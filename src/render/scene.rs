//! Aufbau der Render-Szene aus dem App-Zustand.
//!
//! Die Szene ist eine flache, UI-unabhängige Beschreibung dessen, was der
//! Canvas-Painter zeichnet: aufgelöste Polylinien in Weltkoordinaten plus
//! Overlays (Anker, Warnmarker, Marquee, Stift-Vorschau). Live-Punkte
//! laufender Gesten haben Vorrang vor den Dokument-Punkten.

use glam::Vec2;

use crate::app::state::{BackgroundTransform, Gesture};
use crate::app::AppState;
use crate::core::{geometry, Rect};

use super::blink::BlinkTicker;
use super::live_points::LivePointsRegistry;
use super::path_data::flatten_path_data;
use super::warnings::{sharp_corners, thin_anchor_overlay, AngleWarning};

/// Ein zeichenfertiger Pfad.
pub struct ScenePath {
    pub id: u64,
    /// Aufgelöste Polylinie in Weltkoordinaten
    pub flattened: Vec<Vec2>,
    pub color: [u8; 3],
    pub width: f32,
    pub glow: f32,
    pub selected: bool,
    /// Blink-Deckung (1.0 ohne Animation)
    pub opacity: f32,
}

/// Anker-Overlay eines selektierten Pfads.
pub struct SceneAnchors {
    pub path_id: u64,
    pub positions: Vec<Vec2>,
}

/// Hintergrundbild-Ebene.
pub struct BackgroundLayer {
    pub image_path: String,
    pub opacity: f32,
    pub transform: BackgroundTransform,
    pub edit_mode: bool,
    pub locked: bool,
}

/// Stift-Vorschau: Gummiband vom letzten Anker zum Zeiger.
pub struct PenPreview {
    pub from: Vec2,
    pub to: Vec2,
}

/// Komplette Szene eines Frames.
pub struct RenderScene {
    pub paths: Vec<ScenePath>,
    pub anchors: Vec<SceneAnchors>,
    pub warnings: Vec<AngleWarning>,
    pub marquee: Option<Rect>,
    pub pen_preview: Option<PenPreview>,
    /// Artboard-Rahmen in Weltkoordinaten
    pub artboard: Rect,
    pub background: Option<BackgroundLayer>,
}

/// Baut die Szene für den aktuellen Frame.
pub fn build_scene(
    state: &AppState,
    live: &LivePointsRegistry,
    blink: &BlinkTicker,
) -> RenderScene {
    let scale = state.view.canvas_transform.scale;
    let mut paths = Vec::new();
    let mut anchors = Vec::new();
    let mut warnings = Vec::new();

    if state.view.neon_visible {
        for path in state.document.paths() {
            let points = live.points_for(path.id).unwrap_or(&path.points);
            let selected = state.selection.contains(path.id);

            // Die Röhre entsteht immer aus allen Punkten; ausgedünnt wird
            // nur das Anker-Overlay weiter unten.
            let data = match effective_corner_radius(state, path.id, selected) {
                Some(radius) if !path.is_smooth => {
                    geometry::straight_or_rounded_path(points, radius)
                }
                _ => path.path_data_for(points),
            };
            let flattened = flatten_path_data(&data);
            if flattened.is_empty() {
                continue;
            }

            let opacity = if blink.is_blinking(path.id) {
                blink.opacity()
            } else {
                1.0
            };
            paths.push(ScenePath {
                id: path.id,
                flattened,
                color: path.color,
                width: path.width,
                glow: path.glow,
                selected,
                opacity,
            });

            if selected || state.editor.active_path_id == Some(path.id) {
                let overlay = thin_anchor_overlay(points, scale);
                if !overlay.is_empty() {
                    anchors.push(SceneAnchors {
                        path_id: path.id,
                        positions: overlay
                            .chunks_exact(2)
                            .map(|c| Vec2::new(c[0], c[1]))
                            .collect(),
                    });
                }
            }

            if state.view.show_angle_warnings {
                warnings.extend(sharp_corners(
                    points,
                    path.closed(),
                    state.options.min_tube_angle_deg,
                    scale,
                ));
            }
        }
    }

    let marquee = match &state.editor.gesture {
        Gesture::Marquee { start, current, .. } => {
            Some(Rect::from_two_corners(*start, *current))
        }
        _ => None,
    };

    let pen_preview = pen_preview_for(state, live);

    let background = state
        .view
        .background_image_path
        .as_ref()
        .filter(|_| state.view.background_visible)
        .map(|path| BackgroundLayer {
            image_path: path.clone(),
            opacity: state.view.background_opacity,
            transform: state.view.background_transform,
            edit_mode: state.view.background_edit_mode,
            locked: state.view.background_locked,
        });

    RenderScene {
        paths,
        anchors,
        warnings,
        marquee,
        pen_preview,
        artboard: Rect {
            min: Vec2::ZERO,
            max: Vec2::new(
                state.options.artboard_width as f32,
                state.options.artboard_height as f32,
            ),
        },
        background,
    }
}

/// Eckenradius aus der Slider-Vorschau, falls eine für diesen Pfad greift.
fn effective_corner_radius(state: &AppState, _path_id: u64, selected: bool) -> Option<f32> {
    state
        .editor
        .style_preview
        .filter(|_| selected)
        .map(|p| p.corner_radius)
}

fn pen_preview_for(state: &AppState, live: &LivePointsRegistry) -> Option<PenPreview> {
    let to = state.editor.pen_preview?;
    let active_id = state.editor.active_path_id?;
    let path = state.document.path(active_id)?;
    let points = live.points_for(active_id).unwrap_or(&path.points);
    let n = points.len();
    if n < 2 {
        return None;
    }
    Some(PenPreview {
        from: Vec2::new(points[n - 2], points[n - 1]),
        to,
    })
}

#### [REQUIRED ACTION]
Retype the records exactly.

#### [SOLUTION]
filename src/render/scene.rs
//! Aufbau der Render-Szene aus dem App-Zustand.
//!
//! Die Szene ist eine flache, UI-unabhängige Beschreibung dessen, was der
//! Canvas-Painter zeichnet: aufgelöste Polylinien in Weltkoordinaten plus
//! Overlays (Anker, Warnmarker, Marquee, Stift-Vorschau). Live-Punkte
//! laufender Gesten haben Vorrang vor den Dokument-Punkten.

use glam::Vec2;

use crate::app::state::{BackgroundTransform, Gesture};
use crate::app::AppState;
use crate::core::{geometry, Rect};

use super::blink::BlinkTicker;
use super::live_points::LivePointsRegistry;
use super::path_data::flatten_path_data;
use super::warnings::{sharp_corners, thin_anchor_overlay, AngleWarning};

/// Ein zeichenfertiger Pfad.
pub struct ScenePath {
    pub id: u64,
    /// Aufgelöste Polylinie in Weltkoordinaten
    pub flattened: Vec<Vec2>,
    pub color: [u8; 3],
    pub width: f32,
    pub glow: f32,
    pub selected: bool,
    /// Blink-Deckung (1.0 ohne Animation)
    pub opacity: f32,
}

/// Anker-Overlay eines selektierten Pfads.
pub struct SceneAnchors {
    pub path_id: u64,
    pub positions: Vec<Vec2>,
}

/// Hintergrundbild-Ebene.
pub struct BackgroundLayer {
    pub image_path: String,
    pub opacity: f32,
    pub transform: BackgroundTransform,
    pub edit_mode: bool,
    pub locked: bool,
}

/// Stift-Vorschau: Gummiband vom letzten Anker zum Zeiger.
pub struct PenPreview {
    pub from: Vec2,
    pub to: Vec2,
}

/// Komplette Szene eines Frames.
pub struct RenderScene {
    pub paths: Vec<ScenePath>,
    pub anchors: Vec<SceneAnchors>,
    pub warnings: Vec<AngleWarning>,
    pub marquee: Option<Rect>,
    pub pen_preview: Option<PenPreview>,
    /// Artboard-Rahmen in Weltkoordinaten
    pub artboard: Rect,
    pub background: Option<BackgroundLayer>,
}

/// Baut die Szene für den aktuellen Frame.
pub fn build_scene(
    state: &AppState,
    live: &LivePointsRegistry,
    blink: &BlinkTicker,
) -> RenderScene {
    let scale = state.view.canvas_transform.scale;
    let mut paths = Vec::new();
    let mut anchors = Vec::new();
    let mut warnings = Vec::new();

    if state.view.neon_visible {
        for path in state.document.paths() {
            let points = live.points_for(path.id).unwrap_or(&path.points);
            let selected = state.selection.contains(path.id);

            // Die Röhre entsteht immer aus allen Punkten; ausgedünnt wird
            // nur das Anker-Overlay weiter unten.
            let data = match effective_corner_radius(state, path.id, selected) {
                Some(radius) if !path.is_smooth => {
                    geometry::straight_or_rounded_path(points, radius)
                }
                _ => path.path_data_for(points),
            };
            let flattened = flatten_path_data(&data);
            if flattened.is_empty() {
                continue;
            }

            let opacity = if blink.is_blinking(path.id) {
                blink.opacity()
            } else {
                1.0
            };
            paths.push(ScenePath {
                id: path.id,
                flattened,
                color: path.color,
                width: path.width,
                glow: path.glow,
                selected,
                opacity,
            });

            if selected || state.editor.active_path_id == Some(path.id) {
                let overlay = thin_anchor_overlay(points, scale);
                if !overlay.is_empty() {
                    anchors.push(SceneAnchors {
                        path_id: path.id,
                        positions: overlay
                            .chunks_exact(2)
                            .map(|c| Vec2::new(c[0], c[1]))
                            .collect(),
                    });
                }
            }

            if state.view.show_angle_warnings {
                warnings.extend(sharp_corners(
                    points,
                    path.closed(),
                    state.options.min_tube_angle_deg,
                    scale,
                ));
            }
        }
    }

    let marquee = match &state.editor.gesture {
        Gesture::Marquee { start, current, .. } => {
            Some(Rect::from_two_corners(*start, *current))
        }
        _ => None,
    };

    let pen_preview = pen_preview_for(state, live);

    let background = state
        .view
        .background_image_path
        .as_ref()
        .filter(|_| state.view.background_visible)
        .map(|path| BackgroundLayer {
            image_path: path.clone(),
            opacity: state.view.background_opacity,
            transform: state.view.background_transform,
            edit_mode: state.view.background_edit_mode,
            locked: state.view.background_locked,
        });

    RenderScene {
        paths,
        anchors,
        warnings,
        marquee,
        pen_preview,
        artboard: Rect {
            min: Vec2::ZERO,
            max: Vec2::new(
                state.options.artboard_width as f32,
                state.options.artboard_height as f32,
            ),
        },
        background,
    }
}

/// Eckenradius aus der Slider-Vorschau, falls eine für diesen Pfad greift.
fn effective_corner_radius(state: &AppState, _path_id: u64, selected: bool) -> Option<f32> {
    state
        .editor
        .style_preview
        .filter(|_| selected)
        .map(|p| p.corner_radius)
}

fn pen_preview_for(state: &AppState, live: &LivePointsRegistry) -> Option<PenPreview> {
    let to = state.editor.pen_preview?;
    let active_id = state.editor.active_path_id?;
    let path = state.document.path(active_id)?;
    let points = live.points_for(active_id).unwrap_or(&path.points);
    let n = points.len();
    if n < 2 {
        return None;
    }
    Some(PenPreview {
        from: Vec2::new(points[n - 2], points[n - 1]),
        to,
    })
}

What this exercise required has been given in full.